En réalité, rien n'est plus simple - à la condition toutefois que l'on veuille effectivement se mettre en règle avec Dieu. Les difficultés qui nous rebutent sont celles que, dans notre manque de simplicité, nous nous créons à nous-mêmes. Nous interprétons la Vérité révélée de l'Écriture (12) avec notre raison personnelle, au lieu de l'accepter comme Parole de Dieu. La Vérité est la simplicité même. La volonté du Père est effectivement de libérer ses enfants de tout mal, qu'il s'agisse de l'âme ou du corps. Il est la Source de toute guérison, et Jésus-Christ est le chenal par lequel s'épanche en nous l'Amour qui guérit, l'Amour du Père. Le Saint-Esprit, lui, est la Puissance divine opérant en nous pour qu'éclate la Force souveraine de guérison de cet Amour, que la foi au Christ - et au Christ seul - nous permet de recevoir.




ÉPILOGUE

 

Nous sommes dans le cabinet de travail d'un presbytère anglican de campagne.
Une jeune fille entre en boitant, visiblement souffrante. Elle vient de se fouler le pied sur la route, et a été ramenée chez elle en voiture par un voisin.

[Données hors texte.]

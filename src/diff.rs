//! Infer discrete events from successive game snapshots.
//!
//! # Architecture
//!
//! The rules engine pushes whole snapshots, it never tells us *what*
//! happened. This module recovers that information in two layers:
//!
//! * [`diff`]: pure comparison of two snapshots, returns the events implied
//!   by the transition.
//! * [`Dispatcher`]: owns the previously observed fields and feeds them to
//!   [`diff`] on every new snapshot, so each transition is reported exactly
//!   once no matter how often the same snapshot is observed.
//!
//! The [`dispatch_snapshots`] system wraps a [`Dispatcher`] in a `Local` and
//! forwards events to the rest of the crate ([`crate::feedback`] for
//! sound/haptics, [`crate::confetti`] for the win burst).
use bevy::prelude::{Plugin as BevyPlugin, *};
use bevy_debug_text_overlay::screen_print;

use crate::state::{GameMode, GameSnapshot, Mark, Outcome};

/// A discrete occurrence inferred from comparing two snapshots.
///
/// `MoveMade` is the exception: taps are observed directly by the board, so
/// it is sent by [`crate::board`] rather than inferred here.
#[derive(Clone, Copy, PartialEq, Eq, Debug)]
pub enum SemanticEvent {
    MoveMade,
    OpponentMoveDetected,
    GameWon { by: Mark },
    GameDrawn,
}

/// The snapshot fields the differ compares.
#[derive(Clone, PartialEq, Debug)]
pub struct Observed {
    pub board: Vec<Option<Mark>>,
    pub winner: Option<Outcome>,
    pub game_mode: GameMode,
}
impl From<&GameSnapshot> for Observed {
    fn from(snapshot: &GameSnapshot) -> Self {
        Self {
            board: snapshot.board.clone(),
            winner: snapshot.winner,
            game_mode: snapshot.game_mode,
        }
    }
}

/// Compare two consecutive snapshots, returning all implied events.
///
/// Total and pure: a malformed transition (board length changed under us)
/// degrades to winner detection only instead of failing.
pub fn diff(prev: &Observed, next: &Observed) -> Vec<SemanticEvent> {
    let mut events = Vec::new();
    if next.winner != prev.winner {
        match next.winner {
            Some(Outcome::Draw) => events.push(SemanticEvent::GameDrawn),
            Some(Outcome::Won(by)) => events.push(SemanticEvent::GameWon { by }),
            None => {}
        }
    }
    let occupied = |board: &[Option<Mark>]| board.iter().filter(|c| c.is_some()).count();
    // A reset clears the board; the vanishing marks are not moves. Length
    // mismatch means the collaborator broke its own precondition, skip the
    // cell scan for this cycle rather than guessing.
    let is_reset = occupied(&next.board) == 0 && occupied(&prev.board) > 0;
    let malformed = next.board.len() != prev.board.len();
    if next.game_mode == GameMode::VsAi && !is_reset && !malformed {
        let ai_moved = next
            .board
            .iter()
            .zip(prev.board.iter())
            .any(|(next, prev)| *next == Some(Mark::Nought) && *prev != Some(Mark::Nought));
        // A morris move vacates one cell and occupies another in the same
        // transition; both changes are one move.
        if ai_moved {
            events.push(SemanticEvent::OpponentMoveDetected);
        }
    }
    events
}

/// Holds the last observed snapshot fields and reports each transition once.
///
/// The held [`Observed`] is owned exclusively by the dispatcher; it advances
/// only after the events of the current transition have been handed out.
#[derive(Default)]
pub struct Dispatcher {
    prev: Option<Observed>,
}
impl Dispatcher {
    /// Observe a new snapshot, returning the events since the last one.
    ///
    /// The very first observation only primes the dispatcher. Observing an
    /// unchanged snapshot again returns nothing.
    pub fn observe(&mut self, snapshot: &GameSnapshot) -> Vec<SemanticEvent> {
        let next = Observed::from(snapshot);
        let events = match &self.prev {
            Some(prev) if *prev == next => return Vec::new(),
            Some(prev) => diff(prev, &next),
            None => Vec::new(),
        };
        self.prev = Some(next);
        events
    }
}

fn dispatch_snapshots(
    snapshot: Res<GameSnapshot>,
    mut dispatcher: Local<Dispatcher>,
    mut events: EventWriter<SemanticEvent>,
) {
    if !snapshot.is_changed() {
        return;
    }
    for event in dispatcher.observe(&snapshot) {
        screen_print!(sec: 1.0, "snapshot event: {event:?}");
        events.send(event);
    }
}

pub struct Plugin;
impl BevyPlugin for Plugin {
    fn build(&self, app: &mut App) {
        app.add_event::<SemanticEvent>()
            .add_system(dispatch_snapshots.label("snapshot_diff"));
    }
}

#[cfg(test)]
mod tests {
    use super::*;
    use crate::state::Mark::{Cross, Nought};

    // `snap!(X . O ...)` builds a board from 9 cell tokens.
    macro_rules! snap {
        ($($cell:tt)*) => {{
            let mut snapshot = GameSnapshot::default();
            snapshot.board = vec![$(cell!($cell)),*];
            snapshot
        }};
    }
    macro_rules! cell {
        (X) => {
            Some(Cross)
        };
        (O) => {
            Some(Nought)
        };
        (.) => {
            None
        };
    }
    fn observe(snapshot: &GameSnapshot) -> Observed {
        Observed::from(snapshot)
    }

    #[test]
    fn winner_change_emits_drawn_or_won() {
        let prev = snap!(X O X O X O O X .);
        let mut next = prev.clone();
        next.winner = Some(Outcome::Draw);
        assert_eq!(diff(&observe(&prev), &observe(&next)), vec![SemanticEvent::GameDrawn]);

        next.winner = Some(Outcome::Won(Cross));
        assert_eq!(
            diff(&observe(&prev), &observe(&next)),
            vec![SemanticEvent::GameWon { by: Cross }]
        );
    }

    #[test]
    fn unchanged_snapshot_is_silent() {
        let snapshot = snap!(X . O . X . . . .);
        assert!(diff(&observe(&snapshot), &observe(&snapshot)).is_empty());
    }

    #[test]
    fn single_ai_placement_is_one_move() {
        let prev = snap!(X . . . . . . . .);
        let next = snap!(X . . . O . . . .);
        assert_eq!(
            diff(&observe(&prev), &observe(&next)),
            vec![SemanticEvent::OpponentMoveDetected]
        );
    }

    #[test]
    fn morris_vacate_and_occupy_collapse_to_one_move() {
        // Level 2/3 move phase: the nought at 4 moves to 5.
        let prev = snap!(X X O . O . . . .);
        let next = snap!(X X O . . O . . .);
        assert_eq!(
            diff(&observe(&prev), &observe(&next)),
            vec![SemanticEvent::OpponentMoveDetected]
        );
    }

    #[test]
    fn human_moves_are_not_opponent_moves() {
        let mut prev = snap!(. . . . . . . . .);
        prev.game_mode = GameMode::VsHuman;
        let mut next = snap!(X . . . . . . . .);
        next.game_mode = GameMode::VsHuman;
        assert!(diff(&observe(&prev), &observe(&next)).is_empty());

        // Even a nought is not "the opponent" outside of vs-AI mode.
        let mut next = snap!(. . . . O . . . .);
        next.game_mode = GameMode::VsHuman;
        assert!(diff(&observe(&prev), &observe(&next)).is_empty());
    }

    #[test]
    fn reset_does_not_count_as_a_move() {
        let prev = snap!(X O X . O . . . .);
        let next = snap!(. . . . . . . . .);
        assert!(diff(&observe(&prev), &observe(&next)).is_empty());
    }

    #[test]
    fn reset_clearing_a_win_emits_nothing() {
        let mut prev = snap!(O O O X X . . . .);
        prev.winner = Some(Outcome::Won(Nought));
        let next = snap!(. . . . . . . . .);
        assert!(diff(&observe(&prev), &observe(&next)).is_empty());
    }

    #[test]
    fn board_length_mismatch_skips_move_detection() {
        let prev = snap!(. . . . . . . . .);
        let mut next = snap!(. . . . . . . . .);
        next.board = vec![Some(Nought); 16];
        assert!(diff(&observe(&prev), &observe(&next)).is_empty());
    }

    #[test]
    fn dispatcher_reports_each_transition_once() {
        let mut dispatcher = Dispatcher::default();
        let first = snap!(. . . . . . . . .);
        // Priming observation, nothing to compare against.
        assert!(dispatcher.observe(&first).is_empty());

        let moved = snap!(. . . . O . . . .);
        assert_eq!(dispatcher.observe(&moved), vec![SemanticEvent::OpponentMoveDetected]);
        // Same snapshot re-observed on following frames: no re-emission.
        assert!(dispatcher.observe(&moved).is_empty());
        assert!(dispatcher.observe(&moved).is_empty());
    }

    #[test]
    fn dispatcher_orders_win_before_advancing() {
        let mut dispatcher = Dispatcher::default();
        dispatcher.observe(&snap!(X X . O O . . . .));
        let mut won = snap!(X X . O O O . . .);
        won.winner = Some(Outcome::Won(Nought));
        assert_eq!(
            dispatcher.observe(&won),
            vec![SemanticEvent::GameWon { by: Nought }, SemanticEvent::OpponentMoveDetected]
        );
        assert!(dispatcher.observe(&won).is_empty());
    }
}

Le padre (13) lui demande : « Crois-tu que si tu voyais Jésus debout dans cette pièce, il te guérirait ? »
- Mais oui, Monsieur.
- Crois-tu que Jésus est ici, bien que tu ne puisses pas le voir ?
- Oui, Monsieur.
- Te souviens-tu qu'il ordonne à ses disciples d'imposer les mains aux malades en son Nom ; c'est-à-dire que, bien qu'il n'ait pas aujourd'hui des mains que nous puissions voir, il peut se servir des miennes pour te guérir ?
- Bien sûr, Monsieur.

Une courte prière est alors prononcée pour se réclamer, en Son Nom, de la promesse faite et de la rédemption opérée, ainsi que de la foi qu'il donne, par son Esprit qui est en nous. Les mains sont alors imposées, une action de grâce s'élève et la jeune fille quitte le cabinet pour vaquer de nouveau à ses travaux habituels.

Quoi de plus simple que cette foi d'enfant, qui accepte la promesse faite par l'Amour du Père, dans le Christ jésus, notre Seigneur ?


1 Erreurs qui sont des « erreurs de vie » de réaction ou de comportement (rem. du traducteur). 

2 Litt. : auteurs érudits.

3 Se reporter au 1er chapitre à ce sujet.

4 Litt. : la plus complète.

5 Litt. : tant qu'ils n'ont pas fait l'expérience personnelle du Christ vivant.

6 Il s'agit ici des évêques de l'Eglise anglicane, mais c'est vrai de tout pasteur ou prêtre. 

7 C'est pourquoi l'on cherche si souvent à cacher la vérité à tant de malades. alors qu'il faudrait pouvoir rester dans la Vérité de Dieu, où tout est surmonté (rem. du traducteur).

8 Dans certains cas, cependant, on peut d'emblée apporter à Dieu sa crainte majeure. Quand elle est ôtée, toutes les autres disparaissent (rem. du traducteur).

9 Litt. : par l'esprit dans lequel elle a été offerte.

10 Forme secrète de péché qui fait barrage. Il est beaucoup plus fréquent qu'on ne pense (note du traducteur).

11 Intéressant non seulement le corps, mais aussi l'âme, et l'esprit.

12 Litt. : de Dieu.

13 Titre des ecclésiastiques anglicans.